Before they filed their petitions the petitioners had severally recovered judgment against the respondent Carberry as administratrix, and she had neglected upon demand to pay the same or to exhibit property of the estate upon which the executions could be levied. See G. L. (Ter. Ed.) c. 205, §§ 20-23; c. 205, §§ 1, 7A; and c. 198, § 1. The Probate Court held that this was a breach of the bond in each instance and ordered the respondents to pay the amounts of the original executions and that executions issue from the Probate Court therefor. It becomes necessary on this appeal to deal with certain alleged defences urged by the respondent surety. We have considered only matters argued.

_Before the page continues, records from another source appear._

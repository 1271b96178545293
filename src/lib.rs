pub mod adf;
pub mod client;
pub mod config;
pub mod error;
pub mod export;
pub mod menu;
pub mod models;
pub mod normalize;
pub mod pipeline;
pub mod query;

pub use client::{Auth, JiraClient, JiraConfig};
pub use error::Error;
pub use models::*;

pub use adf::DescriptionMode;
pub use config::{ConfigFile, ExportConfig};
pub use query::QueryExecutor;

// Normalizer re-exports
pub use normalize::{COLUMN_TITLES, NormalizedRow, Normalizer};

// Exporter re-exports
pub use export::{ExportSummary, MetricValue, SpreadsheetExporter, column_widths, default_filename};

// Query selection re-exports
pub use menu::{FixedQuery, PromptSelector, QuerySelector, SelectedQuery, preset_queries};

pub use pipeline::{ExportOutcome, ExportPipeline};
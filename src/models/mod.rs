//! Data models for calculator history.
//!
//! - [`OperationRecord`] - One successfully computed operation, as stored in the
//!   history file (`a|b|op|result`)
//! - [`format_result`] - Text rendering shared by the result display and the
//!   history line

pub mod record;

pub use record::{FIELD_DELIMITER, OperationRecord, format_result};
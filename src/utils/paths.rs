use std::borrow::Cow;
use std::env;
use std::fs::File;
use std::path::{Path, PathBuf};

use anyhow::{Context, Result, bail};

// Maximum size of a history file we are willing to read back: 10MB
const MAX_FILE_SIZE_BYTES: u64 = 10 * 1024 * 1024;

/// File name of the history log inside the data directory
pub const HISTORY_FILENAME: &str = "history.txt";

/// Path of the history log inside `data_dir`
///
/// # Examples
///
/// ```
/// use std::path::PathBuf;
/// use badcalc::utils::history_file_path;
///
/// let path = history_file_path(&PathBuf::from("/home/alice/.badcalc"));
/// assert_eq!(path, PathBuf::from("/home/alice/.badcalc/history.txt"));
/// ```
pub fn history_file_path(data_dir: &Path) -> PathBuf {
    data_dir.join(HISTORY_FILENAME)
}

/// Validates that a file's size is within acceptable limits (10MB)
///
/// Takes an open file handle to avoid TOCTOU (time-of-check-time-of-use)
/// race conditions where the file could be modified between the size check
/// and subsequent file operations.
///
/// # Errors
///
/// Returns an error if:
/// - The file metadata cannot be read
/// - The file is larger than 10MB
pub fn validate_file_size(file: &File, path: &Path) -> Result<()> {
    let metadata = file
        .metadata()
        .with_context(|| format!("Failed to read file metadata: {}", path.display()))?;

    let file_size = metadata.len();
    if file_size > MAX_FILE_SIZE_BYTES {
        bail!(
            "File too large: {} ({} bytes, max {} bytes)",
            path.display(),
            file_size,
            MAX_FILE_SIZE_BYTES
        );
    }

    Ok(())
}

/// Formats a path with ~ substitution for the home directory
///
/// # Examples
///
/// ```no_run
/// use std::path::PathBuf;
/// use badcalc::format_path_with_tilde;
///
/// let path = PathBuf::from("/Users/alice/.badcalc/history.txt");
/// // Returns "~/.badcalc/history.txt" if HOME=/Users/alice
/// let formatted = format_path_with_tilde(&path);
/// ```
pub fn format_path_with_tilde(path: &Path) -> String {
    format_path_with_tilde_internal(path, None)
}

/// Internal helper for path formatting with optional home override (for testing)
pub(crate) fn format_path_with_tilde_internal(path: &Path, home_override: Option<&str>) -> String {
    let home_from_env = env::var("HOME").ok();
    let home = home_override.or(home_from_env.as_deref());

    let path_str = path.to_string_lossy();
    if let Some(home) = home
        && !home.is_empty()
        && path_str.starts_with(home)
    {
        return path_str.replacen(home, "~", 1);
    }

    match path_str {
        Cow::Borrowed(s) => s.to_string(),
        Cow::Owned(s) => s,
    }
}
use tracing::debug;

use crate::error::{InputResult, InvalidInput};

/// Maximum length of a numeric operand, in characters
pub const MAX_NUMERIC_LENGTH: usize = 50;

/// Parses operand text into a finite `f64`
///
/// A comma decimal separator is accepted in place of a period, so `"3,5"`
/// and `"3.5"` both parse to `3.5`.
///
/// # Errors
///
/// Returns an error if:
/// - The text is empty or whitespace only
/// - The normalized text is longer than [`MAX_NUMERIC_LENGTH`] characters
/// - The text is not a decimal number
/// - The value is infinite (or a literal `NaN`)
///
/// # Examples
///
/// ```
/// use badcalc::calculator::parse_operand;
///
/// assert_eq!(parse_operand("3,5").unwrap(), 3.5);
/// assert!(parse_operand("").is_err());
/// ```
pub fn parse_operand(text: &str) -> InputResult<f64> {
    if text.trim().is_empty() {
        return Err(InvalidInput::Empty);
    }

    let normalized = text.replace(',', ".");
    let normalized = normalized.trim();

    if normalized.chars().count() > MAX_NUMERIC_LENGTH {
        debug!(len = normalized.chars().count(), "rejecting oversized operand");
        return Err(InvalidInput::TooLong { max: MAX_NUMERIC_LENGTH });
    }

    let value: f64 =
        normalized.parse().map_err(|_| InvalidInput::NotANumber(normalized.to_string()))?;

    if value.is_infinite() {
        return Err(InvalidInput::Infinite);
    }
    // Rust's float grammar admits "NaN"; only finite values leave this function
    if value.is_nan() {
        return Err(InvalidInput::NotANumber(normalized.to_string()));
    }

    Ok(value)
}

After the judgments against her in the law actions, the administratrix filed and, after notice, procured allowance by the court of a “First and Final Account” wherein it appears that all the assets of the estate were exhausted by various losses and by the payment of charges of administration and of various preferred claims, but in which nothing appears to have been paid to the judgment creditors. “The account was intended by the administratrix to show an exhaustion of all the assets of the estate by payments to preferred creditors.” The surety argues that the allowance of this account is a defence, citing G. L. (Ter. Ed.) c. 197, § 5.

Prima facie, failure to pay an execution on demand is a breach of the bond, though a final adjudication of insolvency of the estate would be a defence. Harmon v. Sweet, 221 Mass. 587, 591. Chamberlain v. Barrows, 282 Mass. 295. McKim v. Roosa, 183 Mass. 510. That indicates the nature of the bond which under this proceeding the petitioners are entitled to enforce. The fatal difficulty *506with the surety’s contention as applied to this case is that the defence based upon the allowance of an account showing exhaustion of the estate in paying preferred claims is merely an alternative or substitute for the 'defence, based upon completion of insolvency proceedings, and is available, as the statute itself indicates, only against creditors who are not themselves entitled to preference. Fuller v. Connelly, 142 Mass. 227, 228. Harmon v. Sweet, 221 Mass. 587, 597. See Keith v. Molineux, 160 Mass. 499, 502; McIntire v. Parker, 195 Mass. 155. The claims of the petitioners were for truck tires sold to the administratrix in connection with a business which the court had authorized her to carry on and on notes “procured for a portion of the account.” The business, necessitated the use of the trucks. The judge was justified in finding these charges to be expenses of administration and therefore preferred claims. G. L. (Ter. Ed.) c. 198, § 1. The Probate Court may authorize an administrator to continue the business of the deceased only “for the benefit of the estate for a period not exceeding one year.” G. L. (Ter. Ed.) c. 195, § 7. Such continuance is therefore simply a part of the process of settling the estate. Gordon-Tiger Mining & Reduction Co. v. Loomer, 50 Colo. 409, 415. Reinstein v. Smith, 65 Texas, 247. Why claims of this kind resulted in judgments against the administratrix as such does not appear. See Anglo-American Direct Tea Trading Co. v. Seward, 294 Mass. 349. But this does not affect their standing as preferred claims. The allowance of the account derives no added force as a defence from G. L. (Ter. Ed.) c. 206, § 23, as that section deals only with accounts showing payments to persons entitled to distributive shares in an estate. Knowles v. Perkins, 274 Mass. 27, 34. See Moulton v. Thompson, 291 Mass. 308, 312; G. L. (Ter. Ed.) c. 198, § 18.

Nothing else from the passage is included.